L’esperienza peggiore che ci lascia questa pandemia e che ancora non vuole andar via, è la perdita dei nostri cari senza aver potuto fornire loro assitenza e conforto. E’ una lacerazione esisteziale che in molti casi, a causa del rischio del contagio, non ha permesso neanche la possibilità di vedere per l’ultima volta e di dare l’estremo saluto alle persone amate. A molti è toccata addirittura la sorte disumana di veder portare via solo delle bare, non potendo accompagnare le persone lì contenute neppure nel luogo della loro sepoltura. E’ un aspetto della vulnerabilità umana che oggi è ritornato sconosciuto solo perchè è stato cancellato dalla nostra memoria collettiva. Si tratta di un’esperienza molto simile, diremmo quasi identica, a quella che stiamo riservando all’esistenza umana su questo pianeta. Senza le dovute cure e attenzioni, tutte cose costruite e realizzate nei secoli (palazzi, autostrade, porti, aeroporti, ecc.) e in particolare quelle legate alle arti, alla cultura e al paesaggio, sono destinate a scomparire.
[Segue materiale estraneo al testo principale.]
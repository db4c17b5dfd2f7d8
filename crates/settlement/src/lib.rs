//! Surety Settlement
//!
//! Passengers pull their credited balances out of the system. The actual
//! value transfer is delegated to a `FundsTransfer` implementation.

mod error;
mod settlement;
mod transfer;

pub use error::{SettlementError, TransferError};
pub use settlement::Settlement;
pub use transfer::{FundsTransfer, RecordingTransfer, TransferReceipt};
Gli esseri umani, così come del resto tutti i mammiferi, non possono sopravvivere nella fase iniziale della loro vita senza le cure dei genitori e dei propri cari. Ogni bambino/a impara ad avere coscienza e conoscenza di se in questo modo. All’altro estremo dell’esistenza in vita il rapporto si inverte perché normalmente sono i figli a fornire alle persone anziane non solo le cure, ma anche assistenza e sostegno emotivo: almeno così accadeva fino ad un recente passato. La fragilità e il necessità di dipendere dagli altri è un dato ineluttabile per ogni essere umano e per questa fondamentale ragione si sono sviluppate le comunità. Aggregazioni di individui che si sono organizzate prima in piccoli gruppi e in ricoveri di fortuna, per poi estendersi sempre di più nei secoli, fino a raggiundere le attuali dimensioni delle metropoli. Ma la fragilità e il bisogno di cure di cui siamo portatori sani (quando va bene), appartengono anche ad ogni attività che svolgiamo. Così come un bambino impiega il suo primo anno di vita a reggersi stentatamente in piedi sulle sue gambe grazie all’aiuto dei genitori, anche il piccolo albero di mele che abbiamo trapiantato nel giardino di casa o nel parco comunale avrà bisogno di cure e protezione per poter attecchire. Una volta cresciuto e diventato adulto lo stesso albero ci renderà il servigio ricevuto con il dono dei suoi frutti, l’ombra e il rinfresco dalla calura estiva, la cattura dei troppi gas serra che continuiamo ad immettere nell’atmosfera. Ma anche quando il bambino e l’albero saranno diventati adulti si renderà necessaria la difesa dalle malattie e dagli altri rischi di soppressione o compromissione della loro vita. La rigenerazione del nostro benessere personale, sia fisico che psicologico, è una conquista quotidiana che fa parte integrante, anche in senso fisico, dell’equilibrio ecologico generale del nostro pianeta e dell’Universo.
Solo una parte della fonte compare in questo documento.